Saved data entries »
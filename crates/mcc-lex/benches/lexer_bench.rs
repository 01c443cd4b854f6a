//! Lexer benchmarks.
//!
//! Run with: `cargo bench --package mcc-lex`

use criterion::{black_box, criterion_group, criterion_main, Criterion, Throughput};
use mcc_lex::Lexer;
use mcc_util::Handler;

fn lexer_token_count(source: &str) -> usize {
    let handler = Handler::new();
    Lexer::tokenize(source, &handler).len()
}

fn bench_lexer_keywords(c: &mut Criterion) {
    let mut group = c.benchmark_group("lexer");

    let source = "int x; int main() { int y = x + 1; return y; }";
    group.throughput(Throughput::Bytes(source.len() as u64));

    group.bench_function("simple_decl", |b| {
        b.iter(|| lexer_token_count(black_box("int x = 42;")))
    });

    group.bench_function("function_with_body", |b| {
        b.iter(|| lexer_token_count(black_box(source)))
    });

    group.finish();
}

fn bench_lexer_complex(c: &mut Criterion) {
    let mut group = c.benchmark_group("lexer_complex");

    let source = r#"
        int fibonacci(int n) {
            if (n <= 1) {
                return n;
            }
            return fibonacci(n - 1) + fibonacci(n - 2);
        }

        int main() {
            int i;
            for (i = 0; i < 10; i = i + 1) {
                print(fibonacci(i));
            }
            return 0;
        }
    "#;

    group.throughput(Throughput::Bytes(source.len() as u64));

    group.bench_function("complex_source", |b| {
        b.iter(|| lexer_token_count(black_box(source)))
    });

    group.finish();
}

fn bench_lexer_strings(c: &mut Criterion) {
    let mut group = c.benchmark_group("lexer_strings");

    group.bench_function("short_string", |b| {
        b.iter(|| lexer_token_count(black_box("print(\"hello\");")))
    });

    group.bench_function("long_string", |b| {
        let source = "print(\"This is a longer string that contains some text for benchmarking purposes.\");";
        b.iter(|| lexer_token_count(black_box(source)))
    });

    group.finish();
}

fn bench_lexer_numbers(c: &mut Criterion) {
    let mut group = c.benchmark_group("lexer_numbers");

    group.bench_function("integer", |b| {
        b.iter(|| lexer_token_count(black_box("int x = 123456;")))
    });

    group.bench_function("float", |b| {
        b.iter(|| lexer_token_count(black_box("float x = 3.14159;")))
    });

    group.finish();
}

fn bench_lexer_identifiers(c: &mut Criterion) {
    let mut group = c.benchmark_group("lexer_identifiers");

    group.bench_function("short_ident", |b| {
        b.iter(|| lexer_token_count(black_box("int x = 42;")))
    });

    group.bench_function("long_ident", |b| {
        b.iter(|| lexer_token_count(black_box("int very_long_variable_name = 42;")))
    });

    group.bench_function("many_ident", |b| {
        b.iter(|| {
            lexer_token_count(black_box(
                "int a = 1; int b = 2; int c = 3; int d = 4; int e = 5;",
            ))
        })
    });

    group.finish();
}

criterion_group!(
    benches,
    bench_lexer_keywords,
    bench_lexer_complex,
    bench_lexer_strings,
    bench_lexer_numbers,
    bench_lexer_identifiers
);
criterion_main!(benches);
//! mcc-par - Recursive-descent parser for the mini-C compiler pipeline.
//!
//! Consumes the flat [`mcc_lex::Token`] stream and produces an [`ast::Ast`]
//! (a list of top-level declarations), reporting syntax diagnostics through
//! a [`mcc_util::Handler`] as it goes. Parsing never aborts: on a malformed
//! production the parser emits a diagnostic, resynchronizes to the next `;`
//! or `}`, and keeps going so later errors are still discovered.

pub mod ast;
mod expr;
mod stmt;

mod edge_cases;

use mcc_lex::{Token, TokenKind};
use mcc_util::{Handler, Span};

pub use ast::{Ast, GenericNode, Node};

/// Recursive-descent parser over a fixed token stream.
pub struct Parser<'a> {
    tokens: Vec<Token>,
    position: usize,
    handler: &'a Handler,
}

impl<'a> Parser<'a> {
    pub fn new(tokens: Vec<Token>, handler: &'a Handler) -> Self {
        Self { tokens, position: 0, handler }
    }

    /// Parses the whole token stream into a program (list of declarations).
    pub fn parse(tokens: Vec<Token>, handler: &'a Handler) -> Ast {
        let mut parser = Self::new(tokens, handler);
        parser.parse_program()
    }

    fn parse_program(&mut self) -> Ast {
        let mut decls = Vec::new();
        while !self.is_at_end() {
            match self.parse_declaration() {
                Some(decl) => decls.push(decl),
                None => self.synchronize(),
            }
        }
        decls
    }

    // -- token stream primitives -----------------------------------------

    fn is_at_end(&self) -> bool {
        self.position >= self.tokens.len()
    }

    fn current(&self) -> Option<&Token> {
        self.tokens.get(self.position)
    }

    fn previous(&self) -> Option<&Token> {
        self.position.checked_sub(1).and_then(|i| self.tokens.get(i))
    }

    fn advance(&mut self) -> Option<Token> {
        let tok = self.tokens.get(self.position).cloned();
        if !self.is_at_end() {
            self.position += 1;
        }
        tok
    }

    /// True if the current token has the given kind and lexeme.
    fn check(&self, kind: TokenKind, lexeme: &str) -> bool {
        self.current().map_or(false, |t| t.kind == kind && t.lexeme == lexeme)
    }

    fn check_kind(&self, kind: TokenKind) -> bool {
        self.current().map_or(false, |t| t.kind == kind)
    }

    /// Consumes the current token if it matches, returning whether it did.
    fn eat(&mut self, kind: TokenKind, lexeme: &str) -> bool {
        if self.check(kind, lexeme) {
            self.advance();
            true
        } else {
            false
        }
    }

    /// Consumes the current token if it matches, else emits a diagnostic and
    /// returns `None` without advancing.
    fn expect(&mut self, kind: TokenKind, lexeme: &str, what: &str) -> Option<Token> {
        if self.check(kind, lexeme) {
            self.advance()
        } else {
            self.error(format!("expected {what}"));
            None
        }
    }

    /// Consumes the current token if its kind matches, regardless of
    /// lexeme (e.g. any `Identifier`), else emits a diagnostic.
    fn expect_kind(&mut self, kind: TokenKind, what: &str) -> Option<Token> {
        if self.check_kind(kind) {
            self.advance()
        } else {
            self.error(format!("expected {what}"));
            None
        }
    }

    /// The span used to anchor a diagnostic: the current token's position,
    /// or the position just past the last token at end of input.
    fn error_span(&self) -> Span {
        match self.current() {
            Some(tok) => Span::point(tok.line, tok.column),
            None => match self.previous() {
                Some(tok) => Span::point(tok.line, tok.column),
                None => Span::point(1, 1),
            },
        }
    }

    fn error(&mut self, message: impl Into<String>) {
        self.handler.error(message, self.error_span());
    }

    /// Skips tokens until the next `;` or `}` (consuming it), or end of
    /// input. Used to recover after a failed production so parsing can
    /// continue past the damaged region.
    fn synchronize(&mut self) {
        while !self.is_at_end() {
            let tok = self.current().unwrap();
            if tok.kind == TokenKind::Punctuation && tok.lexeme == ";" {
                self.advance();
                return;
            }
            if tok.kind == TokenKind::Punctuation && tok.lexeme == "}" {
                self.advance();
                return;
            }
            self.advance();
        }
    }

    fn pos(&self) -> (u32, u32) {
        match self.current().or_else(|| self.previous()) {
            Some(tok) => (tok.line, tok.column),
            None => (1, 1),
        }
    }

    // -- declarations -----------------------------------------------------

    /// `declaration := type IDENT ( functionRest | varRest )`
    fn parse_declaration(&mut self) -> Option<Node> {
        let (line, column) = self.pos();
        let ty = self.parse_type()?;
        let name_tok = self.expect_kind(TokenKind::Identifier, "identifier")?;
        let name = Node::Identifier { name: name_tok.lexeme, line: name_tok.line, column: name_tok.column };

        if self.check(TokenKind::Punctuation, "(") {
            self.parse_function_rest(ty, name, line, column)
        } else {
            self.parse_var_rest(ty, name, line, column)
        }
    }

    /// `functionRest := '(' paramList? ')' block`
    fn parse_function_rest(&mut self, ty: Node, name: Node, line: u32, column: u32) -> Option<Node> {
        self.expect(TokenKind::Punctuation, "(", "'('")?;
        let params = if self.check(TokenKind::Punctuation, ")") {
            Node::Parameters(Vec::new())
        } else {
            self.parse_param_list()?
        };
        self.expect(TokenKind::Punctuation, ")", "')'")?;
        let body = self.parse_block()?;
        Some(Node::FunctionDeclaration {
            ty: Box::new(ty),
            name: Box::new(name),
            params: Box::new(params),
            body: Box::new(body),
            line,
            column,
        })
    }

    /// `varRest := ('=' expression)? ';'`
    fn parse_var_rest(&mut self, ty: Node, name: Node, line: u32, column: u32) -> Option<Node> {
        let init = if self.eat(TokenKind::Operator, "=") {
            Some(Box::new(self.parse_expression()?))
        } else {
            None
        };
        self.expect(TokenKind::Punctuation, ";", "';'")?;
        Some(Node::VarDeclaration { ty: Box::new(ty), name: Box::new(name), init, line, column })
    }

    /// `paramList := param (',' param)*`
    fn parse_param_list(&mut self) -> Option<Node> {
        let mut params = vec![self.parse_param()?];
        while self.eat(TokenKind::Punctuation, ",") {
            params.push(self.parse_param()?);
        }
        Some(Node::Parameters(params))
    }

    /// `param := type IDENT`
    fn parse_param(&mut self) -> Option<Node> {
        let ty = self.parse_type()?;
        let name_tok = self.expect_kind(TokenKind::Identifier, "identifier")?;
        let name = Node::Identifier { name: name_tok.lexeme, line: name_tok.line, column: name_tok.column };
        Some(Node::Parameter { ty: Box::new(ty), name: Box::new(name) })
    }

    /// A type keyword: `int | float | bool | void`.
    fn parse_type(&mut self) -> Option<Node> {
        const TYPE_KEYWORDS: [&str; 4] = ["int", "float", "bool", "void"];
        match self.current() {
            Some(tok) if tok.kind == TokenKind::Keyword && TYPE_KEYWORDS.contains(&tok.lexeme.as_str()) => {
                let tok = self.advance().unwrap();
                Some(Node::Type { name: tok.lexeme, line: tok.line, column: tok.column })
            }
            _ => {
                self.error("expected type");
                None
            }
        }
    }
}
//! mcc-util - Core utilities shared across the mini-C compiler pipeline.
//!
//! This crate provides the foundation types used by every other stage of
//! the pipeline: interned identifiers ([`Symbol`]), source locations
//! ([`Span`]/[`FileId`]), diagnostics ([`diagnostic::Handler`]), typed
//! arena vectors ([`IndexVec`]/[`Idx`]), and definition ids ([`DefId`]).
//!
//! None of these types depend on any particular compilation stage, which
//! is what lets the lexer, parser, semantic analyzer, IR generator and
//! code generator all speak the same vocabulary without circular crate
//! dependencies.

pub mod def_id;
pub mod diagnostic;
pub mod error;
pub mod index_vec;
pub mod span;
pub mod symbol;

pub use def_id::{DefId, DefIdGenerator};
pub use diagnostic::{Diagnostic, DiagnosticBuilder, DiagnosticCode, Handler, Level, SourceSnippet};
pub use index_vec::{Idx, IndexVec};
pub use span::{FileId, SourceFile, SourceMap, Span};
pub use symbol::Symbol;

pub use rustc_hash::{FxHashMap, FxHashSet};
//! Edge case tests for mcc-ir generation and optimization.

#[cfg(test)]
mod tests {
    use crate::instr::Op;
    use crate::{generate, optimize, Instruction};
    use mcc_lex::Lexer;
    use mcc_par::Parser;
    use mcc_util::Handler;

    fn gen_source(source: &str) -> Vec<Instruction> {
        let handler = Handler::new();
        let tokens = Lexer::tokenize(source, &handler);
        let ast = Parser::parse(tokens, &handler);
        generate(&ast)
    }

    fn render(instructions: &[Instruction]) -> Vec<String> {
        instructions.iter().map(Instruction::render).collect()
    }

    #[test]
    fn test_function_scaffold_always_has_label_enter_leave_ret() {
        let ir = gen_source("int main() { return 0; }");
        assert_eq!(ir[0].op, Op::Label);
        assert_eq!(ir[0].result.as_deref(), Some("main"));
        assert_eq!(ir[1].op, Op::Enter);
        assert_eq!(ir[ir.len() - 2].op, Op::Leave);
        assert_eq!(ir[ir.len() - 1].op, Op::Ret);
    }

    #[test]
    fn test_explicit_return_emits_its_own_ret_before_scaffold_ret() {
        let ir = gen_source("int main() { return 0; }");
        let ret_count = ir.iter().filter(|i| i.op == Op::Ret).count();
        assert_eq!(ret_count, 2);
    }

    #[test]
    fn test_var_decl_without_init_emits_nothing() {
        let ir = gen_source("int main() { int x; return 0; }");
        assert!(ir.iter().all(|i| i.op != Op::Assign));
    }

    #[test]
    fn test_var_decl_with_init_emits_assign() {
        let ir = gen_source("int main() { int x = 1; return 0; }");
        let assigns: Vec<_> = ir.iter().filter(|i| i.op == Op::Assign).collect();
        assert_eq!(assigns.len(), 1);
        assert_eq!(assigns[0].result.as_deref(), Some("x"));
        assert_eq!(assigns[0].arg1.as_deref(), Some("1"));
    }

    #[test]
    fn test_if_without_else_still_emits_both_labels() {
        let ir = gen_source("int main() { if (1 < 2) { } return 0; }");
        let labels: Vec<_> = ir.iter().filter(|i| i.op == Op::Label).collect();
        // function label + Lelse + Lend
        assert_eq!(labels.len(), 3);
    }

    #[test]
    fn test_while_loop_jumps_back_to_start() {
        let ir = gen_source("int main() { while (1 < 2) { } return 0; }");
        assert!(ir.iter().any(|i| i.op == Op::Jump));
        assert!(ir.iter().any(|i| i.op == Op::JumpFalse));
    }

    #[test]
    fn test_for_loop_emits_step_after_body_before_back_edge() {
        let ir = gen_source("int main() { for (int i = 0; i < 10; i = i + 1) { } return 0; }");
        let jump_pos = ir.iter().position(|i| i.op == Op::Jump).unwrap();
        let step_assign_pos = ir
            .iter()
            .position(|i| i.op == Op::Assign && i.result.as_deref() == Some("i"))
            .unwrap();
        assert!(step_assign_pos < jump_pos);
    }

    #[test]
    fn test_for_loop_missing_clauses_skip_cond_check() {
        let ir = gen_source("int main() { for (;;) { return 0; } return 1; }");
        assert_eq!(ir.iter().filter(|i| i.op == Op::JumpFalse).count(), 0);
    }

    #[test]
    fn test_logical_or_short_circuits_with_jumptrue() {
        let ir = gen_source("int main() { if (1 < 2 || 3 < 4) { } return 0; }");
        assert!(ir.iter().any(|i| i.op == Op::JumpTrue));
    }

    #[test]
    fn test_logical_and_short_circuits_with_jumpfalse() {
        let ir = gen_source("int main() { if (1 < 2 && 3 < 4) { } return 0; }");
        assert!(ir.iter().filter(|i| i.op == Op::JumpFalse).count() >= 2);
    }

    #[test]
    fn test_function_call_emits_param_per_arg_then_call() {
        let ir = gen_source("int add(int a, int b) { return a + b; } int main() { return add(1, 2); }");
        let param_count = ir.iter().filter(|i| i.op == Op::Param).count();
        assert_eq!(param_count, 2);
        let call = ir.iter().find(|i| i.op == Op::Call).unwrap();
        assert_eq!(call.arg1.as_deref(), Some("add"));
        assert_eq!(call.arg2.as_deref(), Some("2"));
    }

    #[test]
    fn test_arithmetic_and_unary_each_emit_one_instruction() {
        let ir = gen_source("int main() { int x = -5 + 1; return 0; }");
        assert!(ir.iter().any(|i| i.op == Op::Neg));
        assert!(ir.iter().any(|i| i.op == Op::Add));
    }

    #[test]
    fn test_print_statement_lowers_to_print_instruction() {
        let ir = gen_source("int main() { print 1; return 0; }");
        assert!(ir.iter().any(|i| i.op == Op::Print));
    }

    #[test]
    fn test_constant_folding_combines_literal_arithmetic() {
        let ir = gen_source("int main() { int x = 1 + 2; return 0; }");
        let opt = optimize(&ir);
        let assign = opt.iter().find(|i| i.result.as_deref() == Some("x")).unwrap();
        assert_eq!(assign.arg1.as_deref(), Some("3"));
    }

    #[test]
    fn test_constant_folding_leaves_division_by_zero_untouched() {
        let ir = vec![Instruction::binary(Op::Div, "t0", "1", "0")];
        let opt = optimize(&ir);
        assert_eq!(opt[0].op, Op::Div);
    }

    #[test]
    fn test_constant_propagation_substitutes_tracked_variable() {
        let ir = gen_source("int main() { int x = 5; int y = x + 1; return 0; }");
        let opt = optimize(&ir);
        let add = opt.iter().find(|i| i.op == Op::Add).unwrap();
        assert_eq!(add.arg1.as_deref(), Some("5"));
        assert_eq!(add.arg2.as_deref(), Some("1"));
    }

    #[test]
    fn test_constant_propagation_is_single_pass_not_fixed_point() {
        // a chain x -> y -> z is propagated in one forward scan, so each
        // instruction only ever sees the substitutions available *before* it.
        let ir = vec![
            Instruction::assign("x", "1"),
            Instruction::assign("y", "x"),
            Instruction::binary(Op::Add, "t0", "y", "1"),
        ];
        let opt = optimize(&ir);
        let add = opt.iter().find(|i| i.op == Op::Add).unwrap();
        assert_eq!(add.arg1.as_deref(), Some("1"));
    }

    #[test]
    fn test_dead_code_elimination_removes_unused_assign() {
        let ir = vec![Instruction::assign("x", "1"), Instruction::with_arg1(Op::Ret, "0")];
        let opt = optimize(&ir);
        assert!(opt.iter().all(|i| i.result.as_deref() != Some("x")));
    }

    #[test]
    fn test_dead_code_elimination_keeps_used_assign() {
        let ir = vec![Instruction::assign("x", "1"), Instruction::with_arg1(Op::Ret, "x")];
        let opt = optimize(&ir);
        assert!(opt.iter().any(|i| i.result.as_deref() == Some("x")));
    }

    #[test]
    fn test_optimizer_never_reorders_surviving_instructions() {
        let ir = gen_source("int main() { int x = 1; int y = 2; return x + y; }");
        let opt = optimize(&ir);
        let render_before = render(&ir);
        let render_after = render(&opt);
        let mut idx = 0;
        for line in &render_after {
            while idx < render_before.len() && &render_before[idx] != line {
                idx += 1;
            }
            assert!(idx < render_before.len(), "instruction order was not preserved: {line}");
            idx += 1;
        }
    }

    #[test]
    fn test_label_operands_are_never_treated_as_dead_assign_targets() {
        let ir = gen_source("int main() { if (1 < 2) { } return 0; }");
        let opt = optimize(&ir);
        assert!(opt.iter().any(|i| i.op == Op::Label));
    }
}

GOAL OF THE EXERCISE » Across the records above, return every line that contains the word "mini".

RESPONSE BELOW »
//! mcc-par - Recursive-descent parser for the mini-C compiler pipeline.
//! mcc-util - Core utilities shared across the mini-C compiler pipeline.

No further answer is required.